• **Task to carry out**
Every entry below is to be copied exactly, with nothing left out.

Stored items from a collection
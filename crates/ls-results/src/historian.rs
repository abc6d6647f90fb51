//! In-memory recorder of named signal channels.
//!
//! Channels are created on first write and listed in that order. Within a
//! channel timestamps never go backwards (equal timestamps are kept), so a time
//! window is a contiguous slice found by binary search.

use std::collections::HashMap;

use ls_core::Condition;

use crate::types::{Sample, WarningRecord};
use crate::{ResultsError, ResultsResult};

#[derive(Debug, Clone, Default)]
pub struct Historian {
    channels: Vec<(String, Vec<Sample>)>,
    index: HashMap<String, usize>,
    warnings: Vec<WarningRecord>,
}

impl Historian {
    pub fn new() -> Self {
        Self::default()
    }

    /// Append `value` at `time_s` to `channel`.
    pub fn record(&mut self, channel: &str, time_s: f64, value: f64) -> ResultsResult<()> {
        if !time_s.is_finite() {
            return Err(ResultsError::NonFiniteTimestamp {
                channel: channel.to_string(),
                time_s,
            });
        }
        let slot = match self.index.get(channel) {
            Some(&i) => i,
            None => {
                self.channels.push((channel.to_string(), Vec::new()));
                self.index.insert(channel.to_string(), self.channels.len() - 1);
                self.channels.len() - 1
            }
        };
        let samples = &mut self.channels[slot].1;
        if let Some(last) = samples.last() {
            if time_s < last.time_s {
                return Err(ResultsError::NonMonotonicTimestamp {
                    channel: channel.to_string(),
                    time_s,
                    last_s: last.time_s,
                });
            }
        }
        samples.push(Sample { time_s, value });
        Ok(())
    }

    /// Samples of `channel` with `t0 <= time_s <= t1`, in time order.
    pub fn query(&self, channel: &str, t0: f64, t1: f64) -> ResultsResult<Window<'_>> {
        let samples = self.samples(channel)?;
        if !(t0 <= t1) {
            return Ok(Window { samples: &[] });
        }
        let start = samples.partition_point(|s| s.time_s < t0);
        let end = samples.partition_point(|s| s.time_s <= t1);
        Ok(Window {
            samples: &samples[start..end.max(start)],
        })
    }

    /// Every sample of `channel`.
    pub fn samples(&self, channel: &str) -> ResultsResult<&[Sample]> {
        self.index
            .get(channel)
            .map(|&i| self.channels[i].1.as_slice())
            .ok_or_else(|| ResultsError::UnknownChannel {
                channel: channel.to_string(),
            })
    }

    /// Channel names in first-recorded order.
    pub fn channels(&self) -> impl Iterator<Item = &str> {
        self.channels.iter().map(|(name, _)| name.as_str())
    }

    pub fn has_channel(&self, channel: &str) -> bool {
        self.index.contains_key(channel)
    }

    /// Number of samples in `channel`, 0 when it has never been written.
    pub fn len(&self, channel: &str) -> usize {
        self.samples(channel).map_or(0, <[Sample]>::len)
    }

    /// Total samples over all channels.
    pub fn total_samples(&self) -> usize {
        self.channels.iter().map(|(_, s)| s.len()).sum()
    }

    pub fn is_empty(&self) -> bool {
        self.total_samples() == 0 && self.warnings.is_empty()
    }

    pub fn record_warning(&mut self, time_s: f64, source: &str, condition: Condition) {
        self.warnings.push(WarningRecord {
            time_s,
            source: source.to_string(),
            condition,
        });
    }

    /// Warnings in the order they were raised.
    pub fn warnings(&self) -> &[WarningRecord] {
        &self.warnings
    }

    pub fn clear(&mut self) {
        self.channels.clear();
        self.index.clear();
        self.warnings.clear();
    }
}

/// A borrowed time window over one channel. Iterating does not consume it, so
/// the same window can be walked any number of times.
#[derive(Debug, Clone, Copy)]
pub struct Window<'a> {
    samples: &'a [Sample],
}

impl<'a> Window<'a> {
    pub fn iter(&self) -> std::iter::Copied<std::slice::Iter<'a, Sample>> {
        self.samples.iter().copied()
    }

    pub fn values(&self) -> impl Iterator<Item = f64> + 'a {
        self.samples.iter().map(|s| s.value)
    }

    pub fn times(&self) -> impl Iterator<Item = f64> + 'a {
        self.samples.iter().map(|s| s.time_s)
    }

    pub fn len(&self) -> usize {
        self.samples.len()
    }

    pub fn is_empty(&self) -> bool {
        self.samples.is_empty()
    }

    pub fn as_slice(&self) -> &'a [Sample] {
        self.samples
    }
}

impl<'a> IntoIterator for Window<'a> {
    type Item = Sample;
    type IntoIter = std::iter::Copied<std::slice::Iter<'a, Sample>>;

    fn into_iter(self) -> Self::IntoIter {
        self.iter()
    }
}

#[cfg(test)]
mod tests {
    use super::*;

    fn ramp() -> Historian {
        let mut h = Historian::new();
        for k in 0..10 {
            h.record("plant", k as f64 * 0.1, k as f64).unwrap();
        }
        h
    }

    #[test]
    fn earlier_timestamp_rejected() {
        let mut h = ramp();
        let err = h.record("plant", 0.5, 0.0).unwrap_err();
        assert!(matches!(err, ResultsError::NonMonotonicTimestamp { .. }));
        assert_eq!(h.len("plant"), 10);
        // other channels are independent
        h.record("error", 0.0, 1.0).unwrap();
    }

    #[test]
    fn equal_timestamps_allowed() {
        let mut h = Historian::new();
        h.record("u", 1.0, 1.0).unwrap();
        h.record("u", 1.0, 2.0).unwrap();
        assert_eq!(h.query("u", 1.0, 1.0).unwrap().len(), 2);
    }

    #[test]
    fn non_finite_timestamp_rejected() {
        let mut h = Historian::new();
        assert!(matches!(
            h.record("u", f64::NAN, 0.0),
            Err(ResultsError::NonFiniteTimestamp { .. })
        ));
        assert!(!h.has_channel("u"));
    }

    #[test]
    fn query_is_inclusive_and_restartable() {
        let h = ramp();
        let window = h.query("plant", 0.2, 0.5).unwrap();
        let first: Vec<f64> = window.values().collect();
        let second: Vec<f64> = window.into_iter().map(|s| s.value).collect();
        assert_eq!(first, vec![2.0, 3.0, 4.0, 5.0]);
        assert_eq!(first, second);
    }

    #[test]
    fn query_edges() {
        let h = ramp();
        assert!(h.query("plant", 0.5, 0.2).unwrap().is_empty());
        assert!(h.query("plant", 5.0, 6.0).unwrap().is_empty());
        assert_eq!(h.query("plant", f64::NEG_INFINITY, f64::INFINITY).unwrap().len(), 10);
        assert!(matches!(
            h.query("missing", 0.0, 1.0),
            Err(ResultsError::UnknownChannel { .. })
        ));
    }

    #[test]
    fn channels_listed_in_first_write_order() {
        let mut h = Historian::new();
        for name in ["generator", "regulator", "plant", "error"] {
            h.record(name, 0.0, 0.0).unwrap();
        }
        h.record("generator", 0.1, 0.0).unwrap();
        let names: Vec<&str> = h.channels().collect();
        assert_eq!(names, ["generator", "regulator", "plant", "error"]);
        assert_eq!(h.total_samples(), 5);
    }

    #[test]
    fn warnings_are_kept_in_order() {
        let mut h = Historian::new();
        h.record_warning(
            0.1,
            "gpc",
            Condition::IdentificationStalled {
                reason: "no excitation".to_string(),
            },
        );
        h.record_warning(
            0.2,
            "gpc",
            Condition::ControlComputationDegenerate {
                reason: "singular".to_string(),
            },
        );
        assert_eq!(h.warnings().len(), 2);
        assert_eq!(h.warnings()[1].condition.kind(), "ControlComputationDegenerate");
        h.clear();
        assert!(h.is_empty());
    }
}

• **Exercise response**
filename crates/ls-results/src/historian.rs
repository abc6d6647f90fb51
//! In-memory recorder of named signal channels.
//!
//! Channels are created on first write and listed in that order. Within a
//! channel timestamps never go backwards (equal timestamps are kept), so a time
//! window is a contiguous slice found by binary search.

use std::collections::HashMap;

use ls_core::Condition;

use crate::types::{Sample, WarningRecord};
use crate::{ResultsError, ResultsResult};

#[derive(Debug, Clone, Default)]
pub struct Historian {
    channels: Vec<(String, Vec<Sample>)>,
    index: HashMap<String, usize>,
    warnings: Vec<WarningRecord>,
}

impl Historian {
    pub fn new() -> Self {
        Self::default()
    }

    /// Append `value` at `time_s` to `channel`.
    pub fn record(&mut self, channel: &str, time_s: f64, value: f64) -> ResultsResult<()> {
        if !time_s.is_finite() {
            return Err(ResultsError::NonFiniteTimestamp {
                channel: channel.to_string(),
                time_s,
            });
        }
        let slot = match self.index.get(channel) {
            Some(&i) => i,
            None => {
                self.channels.push((channel.to_string(), Vec::new()));
                self.index.insert(channel.to_string(), self.channels.len() - 1);
                self.channels.len() - 1
            }
        };
        let samples = &mut self.channels[slot].1;
        if let Some(last) = samples.last() {
            if time_s < last.time_s {
                return Err(ResultsError::NonMonotonicTimestamp {
                    channel: channel.to_string(),
                    time_s,
                    last_s: last.time_s,
                });
            }
        }
        samples.push(Sample { time_s, value });
        Ok(())
    }

    /// Samples of `channel` with `t0 <= time_s <= t1`, in time order.
    pub fn query(&self, channel: &str, t0: f64, t1: f64) -> ResultsResult<Window<'_>> {
        let samples = self.samples(channel)?;
        if !(t0 <= t1) {
            return Ok(Window { samples: &[] });
        }
        let start = samples.partition_point(|s| s.time_s < t0);
        let end = samples.partition_point(|s| s.time_s <= t1);
        Ok(Window {
            samples: &samples[start..end.max(start)],
        })
    }

    /// Every sample of `channel`.
    pub fn samples(&self, channel: &str) -> ResultsResult<&[Sample]> {
        self.index
            .get(channel)
            .map(|&i| self.channels[i].1.as_slice())
            .ok_or_else(|| ResultsError::UnknownChannel {
                channel: channel.to_string(),
            })
    }

    /// Channel names in first-recorded order.
    pub fn channels(&self) -> impl Iterator<Item = &str> {
        self.channels.iter().map(|(name, _)| name.as_str())
    }

    pub fn has_channel(&self, channel: &str) -> bool {
        self.index.contains_key(channel)
    }

    /// Number of samples in `channel`, 0 when it has never been written.
    pub fn len(&self, channel: &str) -> usize {
        self.samples(channel).map_or(0, <[Sample]>::len)
    }

    /// Total samples over all channels.
    pub fn total_samples(&self) -> usize {
        self.channels.iter().map(|(_, s)| s.len()).sum()
    }

    pub fn is_empty(&self) -> bool {
        self.total_samples() == 0 && self.warnings.is_empty()
    }

    pub fn record_warning(&mut self, time_s: f64, source: &str, condition: Condition) {
        self.warnings.push(WarningRecord {
            time_s,
            source: source.to_string(),
            condition,
        });
    }

    /// Warnings in the order they were raised.
    pub fn warnings(&self) -> &[WarningRecord] {
        &self.warnings
    }

    pub fn clear(&mut self) {
        self.channels.clear();
        self.index.clear();
        self.warnings.clear();
    }
}

/// A borrowed time window over one channel. Iterating does not consume it, so
/// the same window can be walked any number of times.
#[derive(Debug, Clone, Copy)]
pub struct Window<'a> {
    samples: &'a [Sample],
}

impl<'a> Window<'a> {
    pub fn iter(&self) -> std::iter::Copied<std::slice::Iter<'a, Sample>> {
        self.samples.iter().copied()
    }

    pub fn values(&self) -> impl Iterator<Item = f64> + 'a {
        self.samples.iter().map(|s| s.value)
    }

    pub fn times(&self) -> impl Iterator<Item = f64> + 'a {
        self.samples.iter().map(|s| s.time_s)
    }

    pub fn len(&self) -> usize {
        self.samples.len()
    }

    pub fn is_empty(&self) -> bool {
        self.samples.is_empty()
    }

    pub fn as_slice(&self) -> &'a [Sample] {
        self.samples
    }
}

impl<'a> IntoIterator for Window<'a> {
    type Item = Sample;
    type IntoIter = std::iter::Copied<std::slice::Iter<'a, Sample>>;

    fn into_iter(self) -> Self::IntoIter {
        self.iter()
    }
}

#[cfg(test)]
mod tests {
    use super::*;

    fn ramp() -> Historian {
        let mut h = Historian::new();
        for k in 0..10 {
            h.record("plant", k as f64 * 0.1, k as f64).unwrap();
        }
        h
    }

    #[test]
    fn earlier_timestamp_rejected() {
        let mut h = ramp();
        let err = h.record("plant", 0.5, 0.0).unwrap_err();
        assert!(matches!(err, ResultsError::NonMonotonicTimestamp { .. }));
        assert_eq!(h.len("plant"), 10);
        // other channels are independent
        h.record("error", 0.0, 1.0).unwrap();
    }

    #[test]
    fn equal_timestamps_allowed() {
        let mut h = Historian::new();
        h.record("u", 1.0, 1.0).unwrap();
        h.record("u", 1.0, 2.0).unwrap();
        assert_eq!(h.query("u", 1.0, 1.0).unwrap().len(), 2);
    }

    #[test]
    fn non_finite_timestamp_rejected() {
        let mut h = Historian::new();
        assert!(matches!(
            h.record("u", f64::NAN, 0.0),
            Err(ResultsError::NonFiniteTimestamp { .. })
        ));
        assert!(!h.has_channel("u"));
    }

    #[test]
    fn query_is_inclusive_and_restartable() {
        let h = ramp();
        let window = h.query("plant", 0.2, 0.5).unwrap();
        let first: Vec<f64> = window.values().collect();
        let second: Vec<f64> = window.into_iter().map(|s| s.value).collect();
        assert_eq!(first, vec![2.0, 3.0, 4.0, 5.0]);
        assert_eq!(first, second);
    }

    #[test]
    fn query_edges() {
        let h = ramp();
        assert!(h.query("plant", 0.5, 0.2).unwrap().is_empty());
        assert!(h.query("plant", 5.0, 6.0).unwrap().is_empty());
        assert_eq!(h.query("plant", f64::NEG_INFINITY, f64::INFINITY).unwrap().len(), 10);
        assert!(matches!(
            h.query("missing", 0.0, 1.0),
            Err(ResultsError::UnknownChannel { .. })
        ));
    }

    #[test]
    fn channels_listed_in_first_write_order() {
        let mut h = Historian::new();
        for name in ["generator", "regulator", "plant", "error"] {
            h.record(name, 0.0, 0.0).unwrap();
        }
        h.record("generator", 0.1, 0.0).unwrap();
        let names: Vec<&str> = h.channels().collect();
        assert_eq!(names, ["generator", "regulator", "plant", "error"]);
        assert_eq!(h.total_samples(), 5);
    }

    #[test]
    fn warnings_are_kept_in_order() {
        let mut h = Historian::new();
        h.record_warning(
            0.1,
            "gpc",
            Condition::IdentificationStalled {
                reason: "no excitation".to_string(),
            },
        );
        h.record_warning(
            0.2,
            "gpc",
            Condition::ControlComputationDegenerate {
                reason: "singular".to_string(),
            },
        );
        assert_eq!(h.warnings().len(), 2);
        assert_eq!(h.warnings()[1].condition.kind(), "ControlComputationDegenerate");
        h.clear();
        assert!(h.is_empty());
    }
}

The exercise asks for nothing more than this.